%%

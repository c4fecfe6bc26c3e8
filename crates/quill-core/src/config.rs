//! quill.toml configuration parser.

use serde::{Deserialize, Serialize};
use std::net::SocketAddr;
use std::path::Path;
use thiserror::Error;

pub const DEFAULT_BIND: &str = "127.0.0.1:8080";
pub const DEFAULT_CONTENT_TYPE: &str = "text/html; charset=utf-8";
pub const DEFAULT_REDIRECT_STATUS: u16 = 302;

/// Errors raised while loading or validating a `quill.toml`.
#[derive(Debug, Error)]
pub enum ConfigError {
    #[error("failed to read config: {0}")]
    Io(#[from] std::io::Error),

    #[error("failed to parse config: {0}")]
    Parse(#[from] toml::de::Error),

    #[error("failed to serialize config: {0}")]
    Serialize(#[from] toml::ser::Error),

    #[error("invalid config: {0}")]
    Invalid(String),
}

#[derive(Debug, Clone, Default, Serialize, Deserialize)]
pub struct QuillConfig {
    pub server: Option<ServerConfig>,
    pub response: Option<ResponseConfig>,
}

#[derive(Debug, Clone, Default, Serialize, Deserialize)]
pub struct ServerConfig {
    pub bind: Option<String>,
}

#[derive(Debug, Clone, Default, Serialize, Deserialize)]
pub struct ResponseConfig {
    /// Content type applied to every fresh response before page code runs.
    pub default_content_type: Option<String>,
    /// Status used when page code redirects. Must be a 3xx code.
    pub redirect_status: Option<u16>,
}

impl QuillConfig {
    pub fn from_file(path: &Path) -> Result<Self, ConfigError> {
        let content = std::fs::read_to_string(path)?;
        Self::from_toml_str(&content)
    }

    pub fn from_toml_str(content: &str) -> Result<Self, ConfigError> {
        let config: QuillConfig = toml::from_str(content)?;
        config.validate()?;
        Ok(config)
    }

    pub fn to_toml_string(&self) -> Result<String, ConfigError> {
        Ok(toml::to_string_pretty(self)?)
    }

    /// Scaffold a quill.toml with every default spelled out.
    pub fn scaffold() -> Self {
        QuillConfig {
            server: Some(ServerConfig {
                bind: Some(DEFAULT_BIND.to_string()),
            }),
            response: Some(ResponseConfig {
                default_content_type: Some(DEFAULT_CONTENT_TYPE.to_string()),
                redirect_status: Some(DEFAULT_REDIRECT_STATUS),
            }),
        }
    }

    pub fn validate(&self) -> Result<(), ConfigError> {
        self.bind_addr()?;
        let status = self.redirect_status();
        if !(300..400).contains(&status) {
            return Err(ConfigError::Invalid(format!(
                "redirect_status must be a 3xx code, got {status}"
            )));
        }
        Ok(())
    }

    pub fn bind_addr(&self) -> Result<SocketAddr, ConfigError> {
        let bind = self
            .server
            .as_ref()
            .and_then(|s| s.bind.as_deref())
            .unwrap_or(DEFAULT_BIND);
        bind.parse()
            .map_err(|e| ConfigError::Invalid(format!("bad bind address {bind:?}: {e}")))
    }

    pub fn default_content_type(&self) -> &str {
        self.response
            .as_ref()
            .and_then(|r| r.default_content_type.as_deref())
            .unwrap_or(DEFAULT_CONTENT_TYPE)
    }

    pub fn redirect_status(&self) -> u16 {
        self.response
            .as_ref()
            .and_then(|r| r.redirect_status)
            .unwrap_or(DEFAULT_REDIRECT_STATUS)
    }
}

%%
%%

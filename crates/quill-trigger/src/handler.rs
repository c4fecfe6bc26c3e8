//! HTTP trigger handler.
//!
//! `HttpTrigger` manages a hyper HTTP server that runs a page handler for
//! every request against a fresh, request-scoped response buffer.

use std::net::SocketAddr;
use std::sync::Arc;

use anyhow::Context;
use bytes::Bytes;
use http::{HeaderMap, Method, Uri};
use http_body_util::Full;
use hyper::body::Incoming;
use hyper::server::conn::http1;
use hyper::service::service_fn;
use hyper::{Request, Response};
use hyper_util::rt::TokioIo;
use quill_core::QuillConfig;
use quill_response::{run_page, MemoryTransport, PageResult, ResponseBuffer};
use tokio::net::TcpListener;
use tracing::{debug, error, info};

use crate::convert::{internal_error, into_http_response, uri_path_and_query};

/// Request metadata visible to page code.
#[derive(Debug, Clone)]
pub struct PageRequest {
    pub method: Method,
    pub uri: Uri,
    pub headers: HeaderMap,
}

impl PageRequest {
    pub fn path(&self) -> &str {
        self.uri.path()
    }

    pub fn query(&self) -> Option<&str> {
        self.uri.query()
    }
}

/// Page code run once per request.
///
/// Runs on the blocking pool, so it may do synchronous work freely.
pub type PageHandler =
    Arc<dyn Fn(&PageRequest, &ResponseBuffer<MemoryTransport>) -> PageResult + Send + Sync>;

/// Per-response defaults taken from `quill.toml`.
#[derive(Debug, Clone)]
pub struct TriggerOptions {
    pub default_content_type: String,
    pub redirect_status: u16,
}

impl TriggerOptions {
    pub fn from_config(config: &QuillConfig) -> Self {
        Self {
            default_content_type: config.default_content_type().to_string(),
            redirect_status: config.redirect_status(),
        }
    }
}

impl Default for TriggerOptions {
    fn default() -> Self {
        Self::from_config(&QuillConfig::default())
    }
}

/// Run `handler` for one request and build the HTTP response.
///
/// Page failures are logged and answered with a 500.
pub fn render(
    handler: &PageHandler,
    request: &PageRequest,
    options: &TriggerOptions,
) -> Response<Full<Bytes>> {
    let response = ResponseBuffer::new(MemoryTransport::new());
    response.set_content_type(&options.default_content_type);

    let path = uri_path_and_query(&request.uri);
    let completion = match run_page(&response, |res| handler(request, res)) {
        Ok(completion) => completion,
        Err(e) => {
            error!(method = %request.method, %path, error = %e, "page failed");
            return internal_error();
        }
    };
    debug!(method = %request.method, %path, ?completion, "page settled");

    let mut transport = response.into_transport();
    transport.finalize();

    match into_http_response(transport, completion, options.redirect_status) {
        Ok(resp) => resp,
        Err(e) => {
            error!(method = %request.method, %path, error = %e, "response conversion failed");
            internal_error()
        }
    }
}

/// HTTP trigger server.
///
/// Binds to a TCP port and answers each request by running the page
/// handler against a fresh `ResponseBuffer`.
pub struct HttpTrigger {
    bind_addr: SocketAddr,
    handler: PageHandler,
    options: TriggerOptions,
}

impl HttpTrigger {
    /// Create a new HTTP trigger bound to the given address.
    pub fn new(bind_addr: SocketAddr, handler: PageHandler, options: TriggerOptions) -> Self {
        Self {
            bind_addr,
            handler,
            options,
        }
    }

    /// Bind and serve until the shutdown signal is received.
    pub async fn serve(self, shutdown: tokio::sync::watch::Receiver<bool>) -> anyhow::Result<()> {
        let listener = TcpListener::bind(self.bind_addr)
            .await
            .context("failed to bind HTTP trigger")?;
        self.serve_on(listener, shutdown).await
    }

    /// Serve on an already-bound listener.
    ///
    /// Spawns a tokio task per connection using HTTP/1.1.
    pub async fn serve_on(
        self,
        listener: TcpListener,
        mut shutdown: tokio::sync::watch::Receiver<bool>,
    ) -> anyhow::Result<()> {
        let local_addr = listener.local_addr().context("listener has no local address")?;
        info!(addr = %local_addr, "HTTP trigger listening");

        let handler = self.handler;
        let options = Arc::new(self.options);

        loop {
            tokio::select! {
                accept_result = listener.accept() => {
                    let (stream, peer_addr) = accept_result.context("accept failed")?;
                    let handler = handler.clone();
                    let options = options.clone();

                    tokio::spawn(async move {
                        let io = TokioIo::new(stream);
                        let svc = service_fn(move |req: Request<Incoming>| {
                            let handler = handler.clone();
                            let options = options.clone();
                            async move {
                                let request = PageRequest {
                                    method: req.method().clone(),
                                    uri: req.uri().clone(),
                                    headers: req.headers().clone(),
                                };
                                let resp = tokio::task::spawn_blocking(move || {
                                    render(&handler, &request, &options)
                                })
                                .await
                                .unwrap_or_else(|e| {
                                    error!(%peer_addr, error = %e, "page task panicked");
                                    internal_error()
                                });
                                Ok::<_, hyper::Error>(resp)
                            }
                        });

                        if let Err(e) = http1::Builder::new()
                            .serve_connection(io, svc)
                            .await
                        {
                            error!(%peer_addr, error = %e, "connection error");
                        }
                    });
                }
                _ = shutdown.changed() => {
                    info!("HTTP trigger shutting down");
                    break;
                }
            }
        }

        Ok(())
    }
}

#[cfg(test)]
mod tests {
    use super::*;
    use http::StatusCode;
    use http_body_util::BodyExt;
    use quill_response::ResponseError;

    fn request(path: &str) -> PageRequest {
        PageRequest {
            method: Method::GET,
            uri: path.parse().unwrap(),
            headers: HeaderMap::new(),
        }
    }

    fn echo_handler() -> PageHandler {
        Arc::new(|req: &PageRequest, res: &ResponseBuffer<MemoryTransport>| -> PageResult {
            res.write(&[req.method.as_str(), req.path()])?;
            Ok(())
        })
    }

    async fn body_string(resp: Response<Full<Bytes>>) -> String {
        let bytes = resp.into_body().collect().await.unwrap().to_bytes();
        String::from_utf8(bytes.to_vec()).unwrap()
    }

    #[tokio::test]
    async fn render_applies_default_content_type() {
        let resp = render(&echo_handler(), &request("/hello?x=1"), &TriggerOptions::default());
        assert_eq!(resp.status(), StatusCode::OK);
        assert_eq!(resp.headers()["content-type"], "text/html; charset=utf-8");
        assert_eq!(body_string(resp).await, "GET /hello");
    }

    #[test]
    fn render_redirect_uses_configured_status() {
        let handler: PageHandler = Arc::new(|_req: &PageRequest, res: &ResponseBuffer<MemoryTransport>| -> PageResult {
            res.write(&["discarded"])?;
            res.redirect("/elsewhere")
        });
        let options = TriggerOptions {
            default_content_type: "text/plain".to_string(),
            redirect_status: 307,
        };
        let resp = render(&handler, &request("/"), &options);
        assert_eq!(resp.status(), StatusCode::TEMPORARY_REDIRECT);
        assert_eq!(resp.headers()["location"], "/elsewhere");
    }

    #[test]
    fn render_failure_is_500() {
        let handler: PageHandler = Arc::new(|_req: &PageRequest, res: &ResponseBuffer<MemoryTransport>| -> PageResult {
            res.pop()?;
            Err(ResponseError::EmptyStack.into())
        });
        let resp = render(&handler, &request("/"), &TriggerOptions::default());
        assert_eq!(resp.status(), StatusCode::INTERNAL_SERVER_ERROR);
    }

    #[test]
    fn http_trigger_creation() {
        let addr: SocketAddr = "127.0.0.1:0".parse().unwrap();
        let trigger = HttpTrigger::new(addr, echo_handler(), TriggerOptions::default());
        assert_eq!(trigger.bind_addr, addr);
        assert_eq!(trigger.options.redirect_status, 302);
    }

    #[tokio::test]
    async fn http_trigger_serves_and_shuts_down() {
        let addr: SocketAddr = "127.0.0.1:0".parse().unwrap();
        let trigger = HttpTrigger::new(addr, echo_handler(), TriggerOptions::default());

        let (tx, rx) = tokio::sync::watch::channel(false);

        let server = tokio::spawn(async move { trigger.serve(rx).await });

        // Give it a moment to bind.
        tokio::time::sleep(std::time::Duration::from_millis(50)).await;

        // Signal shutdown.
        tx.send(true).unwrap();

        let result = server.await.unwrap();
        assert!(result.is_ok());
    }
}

%%

_EXERCISE PROMPT_
Copy each line of the records containing the string "fresh".

_EXERCISE RESPONSE_
    /// Content type applied to every fresh response before page code runs.
//! every request against a fresh, request-scoped response buffer.
/// handler against a fresh `ResponseBuffer`.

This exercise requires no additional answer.